use base64::{engine::general_purpose::STANDARD, Engine as _};
use serde::{Deserialize, Serialize};

pub const PNG_MIME: &str = "image/png";

#[derive(Debug, Clone, Copy, Serialize, Deserialize, PartialEq, Eq)]
#[serde(rename_all = "kebab-case")]
pub enum SourceFormat {
    InlineBase64,
    FetchedUrl,
}

/// What a provider payload resolved to before any secondary fetch.
#[derive(Debug, Clone, PartialEq, Eq)]
pub enum ParsedImage {
    Inline(String),
    Remote(String),
}

#[derive(Debug, Clone, PartialEq, Eq)]
pub struct GenerationResult {
    pub image_b64: String,
    pub source_format: SourceFormat,
}

impl GenerationResult {
    pub fn inline(image_b64: impl Into<String>) -> Self {
        Self {
            image_b64: image_b64.into(),
            source_format: SourceFormat::InlineBase64,
        }
    }

    pub fn fetched(bytes: &[u8]) -> Self {
        Self {
            image_b64: STANDARD.encode(bytes),
            source_format: SourceFormat::FetchedUrl,
        }
    }

    pub fn image_bytes(&self) -> Result<Vec<u8>, base64::DecodeError> {
        STANDARD.decode(self.image_b64.as_bytes())
    }

    pub fn into_response(self, encoding: ImageEncoding) -> ImageResponse {
        let image = match encoding {
            ImageEncoding::Base64 => self.image_b64,
            ImageEncoding::DataUrl => format!("data:{};base64,{}", PNG_MIME, self.image_b64),
        };
        ImageResponse {
            image,
            mime: PNG_MIME.to_string(),
        }
    }
}

/// How the `image` field of a success response is rendered.
#[derive(Debug, Clone, Copy, Default, Serialize, Deserialize, PartialEq, Eq)]
#[serde(rename_all = "kebab-case")]
pub enum ImageEncoding {
    #[default]
    Base64,
    DataUrl,
}

#[derive(Debug, Clone, Serialize, Deserialize, PartialEq, Eq)]
pub struct ImageResponse {
    pub image: String,
    pub mime: String,
}

#[cfg(test)]
mod tests {
    use super::*;

    #[test]
    fn test_fetched_bytes_are_base64_encoded() {
        let result = GenerationResult::fetched(b"\x89PNG");
        assert_eq!(result.image_b64, "iVBORw==");
        assert_eq!(result.source_format, SourceFormat::FetchedUrl);
        assert_eq!(result.image_bytes().unwrap(), b"\x89PNG".to_vec());
    }

    #[test]
    fn test_data_url_encoding() {
        let response = GenerationResult::inline("AAAA").into_response(ImageEncoding::DataUrl);
        assert_eq!(response.image, "data:image/png;base64,AAAA");
        assert_eq!(response.mime, "image/png");

        let plain = GenerationResult::inline("AAAA").into_response(ImageEncoding::Base64);
        assert_eq!(plain.image, "AAAA");
    }
}
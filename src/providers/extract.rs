use serde_json::Value;

use crate::models::ParsedImage;

#[derive(Debug, Clone, Copy, PartialEq, Eq)]
pub enum ImageKind {
    Inline,
    Url,
}

/// Where to look for an image in a provider payload: `container[0].field`,
/// or `container[0]` itself when `field` is `None`.
#[derive(Debug, Clone, Copy, PartialEq, Eq)]
pub struct ExtractionStrategy {
    pub container: &'static str,
    pub field: Option<&'static str>,
    pub kind: ImageKind,
}

const fn strategy(
    container: &'static str,
    field: Option<&'static str>,
    kind: ImageKind,
) -> ExtractionStrategy {
    ExtractionStrategy {
        container,
        field,
        kind,
    }
}

/// Inline shapes first, then URLs.
pub const DEFAULT_STRATEGIES: &[ExtractionStrategy] = &[
    strategy("data", Some("b64_json"), ImageKind::Inline),
    strategy("data", Some("b64_data"), ImageKind::Inline),
    strategy("images", Some("b64_json"), ImageKind::Inline),
    strategy("images", Some("b64_data"), ImageKind::Inline),
    strategy("images", None, ImageKind::Inline),
    strategy("data", Some("url"), ImageKind::Url),
    strategy("images", Some("url"), ImageKind::Url),
    strategy("images", None, ImageKind::Url),
];

impl ExtractionStrategy {
    pub fn apply(&self, payload: &Value) -> Option<ParsedImage> {
        let item = payload.get(self.container)?.get(0)?;
        let text = match self.field {
            Some(field) => item.get(field)?.as_str()?,
            None => item.as_str()?,
        }
        .trim();

        if text.is_empty() {
            return None;
        }

        match self.kind {
            // A bare string only counts as inline when it is not a link.
            ImageKind::Inline if self.field.is_none() && is_http_url(text) => None,
            ImageKind::Inline => Some(ParsedImage::Inline(strip_data_url(text).to_string())),
            ImageKind::Url if self.field.is_none() && !is_http_url(text) => None,
            ImageKind::Url => Some(ParsedImage::Remote(text.to_string())),
        }
    }
}

pub fn extract_image(payload: &Value, strategies: &[ExtractionStrategy]) -> Option<ParsedImage> {
    strategies.iter().find_map(|s| s.apply(payload))
}

fn is_http_url(text: &str) -> bool {
    text.starts_with("https://") || text.starts_with("http://")
}

fn strip_data_url(text: &str) -> &str {
    if text.starts_with("data:") {
        if let Some((_, b64)) = text.split_once(";base64,") {
            return b64;
        }
    }
    text
}
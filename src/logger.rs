use chrono::{DateTime, Utc};
use colored::*;
use log::{Level, LevelFilter, Metadata, Record};
use once_cell::sync::Lazy;
use serde::{Deserialize, Serialize};
use std::io::{self, Write};
use std::sync::RwLock;
use std::time::{Duration, Instant};
use uuid::Uuid;

use crate::config::Config;

static PROXY_LOGGER: Lazy<ProxyLogger> = Lazy::new(ProxyLogger::new);

pub fn init_with_config(config: LoggerConfig) -> Result<(), String> {
    let filter = config.min_level.to_level_filter();
    PROXY_LOGGER.update_config(config);

    log::set_logger(&*PROXY_LOGGER).map_err(|e| format!("Failed to set logger: {:?}", e))?;
    log::set_max_level(filter);
    Ok(())
}

#[derive(Debug, Clone, Copy, PartialEq, Eq, PartialOrd, Ord, Serialize, Deserialize)]
pub enum LogLevel {
    Trace,
    Debug,
    Info,
    Warn,
    Error,
}

impl LogLevel {
    pub fn parse(value: &str) -> Option<Self> {
        match value.trim().to_ascii_lowercase().as_str() {
            "trace" => Some(LogLevel::Trace),
            "debug" => Some(LogLevel::Debug),
            "info" => Some(LogLevel::Info),
            "warn" | "warning" => Some(LogLevel::Warn),
            "error" => Some(LogLevel::Error),
            _ => None,
        }
    }

    pub fn color(&self) -> Color {
        match self {
            LogLevel::Trace => Color::Cyan,
            LogLevel::Debug => Color::Blue,
            LogLevel::Info => Color::Green,
            LogLevel::Warn => Color::Yellow,
            LogLevel::Error => Color::Red,
        }
    }

    pub fn as_str(&self) -> &'static str {
        match self {
            LogLevel::Trace => "TRACE",
            LogLevel::Debug => "DEBUG",
            LogLevel::Info => "INFO",
            LogLevel::Warn => "WARN",
            LogLevel::Error => "ERROR",
        }
    }

    pub fn to_level_filter(&self) -> LevelFilter {
        match self {
            LogLevel::Trace => LevelFilter::Trace,
            LogLevel::Debug => LevelFilter::Debug,
            LogLevel::Info => LevelFilter::Info,
            LogLevel::Warn => LevelFilter::Warn,
            LogLevel::Error => LevelFilter::Error,
        }
    }

    fn to_level(self) -> Level {
        match self {
            LogLevel::Trace => Level::Trace,
            LogLevel::Debug => Level::Debug,
            LogLevel::Info => Level::Info,
            LogLevel::Warn => Level::Warn,
            LogLevel::Error => Level::Error,
        }
    }
}

impl From<Level> for LogLevel {
    fn from(level: Level) -> Self {
        match level {
            Level::Trace => LogLevel::Trace,
            Level::Debug => LogLevel::Debug,
            Level::Info => LogLevel::Info,
            Level::Warn => LogLevel::Warn,
            Level::Error => LogLevel::Error,
        }
    }
}

/// One emitted line, serialized as-is in JSON mode.
#[derive(Debug, Clone, Serialize, Deserialize)]
pub struct LogEntry {
    pub id: String,
    pub timestamp: DateTime<Utc>,
    pub level: LogLevel,
    pub target: String,
    pub message: String,
    pub location: Option<String>,
}

impl LogEntry {
    fn from_record(record: &Record) -> Self {
        Self {
            id: Uuid::new_v4().to_string(),
            timestamp: Utc::now(),
            level: record.level().into(),
            target: record.target().to_string(),
            message: record.args().to_string(),
            location: record
                .file()
                .map(|file| format!("{}:{}", file, record.line().unwrap_or(0))),
        }
    }
}

#[derive(Debug, Clone)]
pub struct LoggerConfig {
    pub min_level: LogLevel,
    pub show_colors: bool,
    pub show_target: bool,
    pub show_file_location: bool,
    pub timestamp_format: String,
    pub output_json: bool,
}

impl Default for LoggerConfig {
    fn default() -> Self {
        Self {
            min_level: LogLevel::Info,
            show_colors: true,
            show_target: true,
            show_file_location: false,
            timestamp_format: "%Y-%m-%d %H:%M:%S%.3f".to_string(),
            output_json: false,
        }
    }
}

impl LoggerConfig {
    pub fn new() -> Self {
        Self::default()
    }

    pub fn with_level(mut self, level: LogLevel) -> Self {
        self.min_level = level;
        self
    }

    pub fn with_colors(mut self, enabled: bool) -> Self {
        self.show_colors = enabled;
        self
    }

    pub fn with_json_output(mut self, enabled: bool) -> Self {
        self.output_json = enabled;
        self
    }

    pub fn production() -> Self {
        Self {
            show_colors: false,
            output_json: true,
            ..Default::default()
        }
    }

    pub fn development() -> Self {
        Self {
            min_level: LogLevel::Debug,
            show_file_location: true,
            ..Default::default()
        }
    }

    pub fn from_app_config(config: &Config) -> Self {
        let base = if config.log_json {
            Self::production()
        } else {
            Self::default()
        };
        base.with_level(config.log_level)
    }
}

pub struct ProxyLogger {
    config: RwLock<LoggerConfig>,
}

impl ProxyLogger {
    fn new() -> Self {
        Self {
            config: RwLock::new(LoggerConfig::default()),
        }
    }

    fn update_config(&self, new_config: LoggerConfig) {
        if let Ok(mut config) = self.config.write() {
            *config = new_config;
        }
    }

    fn format_line(entry: &LogEntry, config: &LoggerConfig) -> String {
        let timestamp = entry.timestamp.format(&config.timestamp_format).to_string();
        let level = format!("[{:<5}]", entry.level.as_str());
        let mut line = if config.show_colors {
            format!(
                "{} {} ",
                timestamp.bright_black(),
                level.color(entry.level.color()).bold()
            )
        } else {
            format!("{} {} ", timestamp, level)
        };

        if config.show_target {
            let target = format!("{}: ", entry.target);
            if config.show_colors {
                line.push_str(&target.bright_blue().to_string());
            } else {
                line.push_str(&target);
            }
        }

        line.push_str(&entry.message);

        if config.show_file_location {
            if let Some(location) = &entry.location {
                let location = format!(" ({})", location);
                if config.show_colors {
                    line.push_str(&location.bright_black().to_string());
                } else {
                    line.push_str(&location);
                }
            }
        }

        line
    }
}

impl log::Log for ProxyLogger {
    fn enabled(&self, metadata: &Metadata) -> bool {
        match self.config.read() {
            Ok(config) => metadata.level() <= config.min_level.to_level(),
            Err(_) => true,
        }
    }

    fn log(&self, record: &Record) {
        if !self.enabled(record.metadata()) {
            return;
        }
        let Ok(config) = self.config.read() else {
            return;
        };

        let entry = LogEntry::from_record(record);
        let line = if config.output_json {
            serde_json::to_string(&entry).unwrap_or_default()
        } else {
            Self::format_line(&entry, &config)
        };

        let stdout = io::stdout();
        let mut handle = stdout.lock();
        let _ = writeln!(handle, "{}", line);
    }

    fn flush(&self) {
        let _ = io::stdout().flush();
    }
}

/// Tags every line of one proxy invocation and reports its duration on drop.
pub struct RequestSpan {
    id: String,
    label: String,
    start: Instant,
}

impl RequestSpan {
    pub fn new(label: &str) -> Self {
        let id = Uuid::new_v4().simple().to_string()[..8].to_string();
        Self {
            id,
            label: label.to_string(),
            start: Instant::now(),
        }
    }

    pub fn id(&self) -> &str {
        &self.id
    }

    pub fn elapsed(&self) -> Duration {
        self.start.elapsed()
    }
}

impl Drop for RequestSpan {
    fn drop(&mut self) {
        log::debug!(
            "[{}] {} finished in {}ms",
            self.id,
            self.label,
            self.elapsed().as_millis()
        );
    }
}

pub fn log_startup_info(app_name: &str, version: &str, config: &Config) {
    log::info!("Starting {} v{}", app_name, version);
    log::info!("Listening on http://{}:{}", config.host, config.port);
    log::info!(
        "OpenAI: {} ({}) at {}",
        if config.openai.credential().is_some() { "configured" } else { "missing key" },
        config.openai.model,
        config.openai.api_base
    );
    log::info!(
        "xAI: {} ({}) at {}",
        if config.xai.credential().is_some() { "configured" } else { "missing key" },
        config.xai.model,
        config.xai.api_base
    );
    log::info!(
        "Moderation pre-check: {}",
        if config.moderation { "enabled" } else { "disabled" }
    );
}

#[cfg(test)]
mod tests {
    use super::*;

    #[test]
    fn test_log_levels() {
        assert_eq!(LogLevel::Info.as_str(), "INFO");
        assert_eq!(LogLevel::Debug.color(), Color::Blue);
        assert_eq!(LogLevel::parse("WARNING"), Some(LogLevel::Warn));
        assert_eq!(LogLevel::parse("loud"), None);
        assert!(LogLevel::Error > LogLevel::Info);
    }

    #[test]
    fn test_logger_config() {
        let config = LoggerConfig::development();
        assert_eq!(config.min_level, LogLevel::Debug);
        assert!(config.show_colors);

        let prod_config = LoggerConfig::production();
        assert!(!prod_config.show_colors);
        assert!(prod_config.output_json);
    }

    #[test]
    fn test_config_from_app_config() {
        let mut app = Config::new();
        app.log_json = true;
        app.log_level = LogLevel::Warn;
        let config = LoggerConfig::from_app_config(&app);
        assert!(config.output_json);
        assert_eq!(config.min_level, LogLevel::Warn);
    }

    #[test]
    fn test_plain_line_format() {
        let entry = LogEntry {
            id: "1".into(),
            timestamp: Utc::now(),
            level: LogLevel::Warn,
            target: "rgen_proxy::proxy".into(),
            message: "moderation unavailable".into(),
            location: Some("src/proxy.rs:10".into()),
        };
        let config = LoggerConfig::new().with_colors(false);
        let line = ProxyLogger::format_line(&entry, &config);
        assert!(line.contains("[WARN ]"));
        assert!(line.ends_with("rgen_proxy::proxy: moderation unavailable"));
    }

    #[test]
    fn test_request_span_id() {
        let span = RequestSpan::new("test");
        assert_eq!(span.id().len(), 8);
    }
}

**Instructions to follow:**
How many lines in the listing contain "trim"? Answer with the number alone.

**The completed task:**
2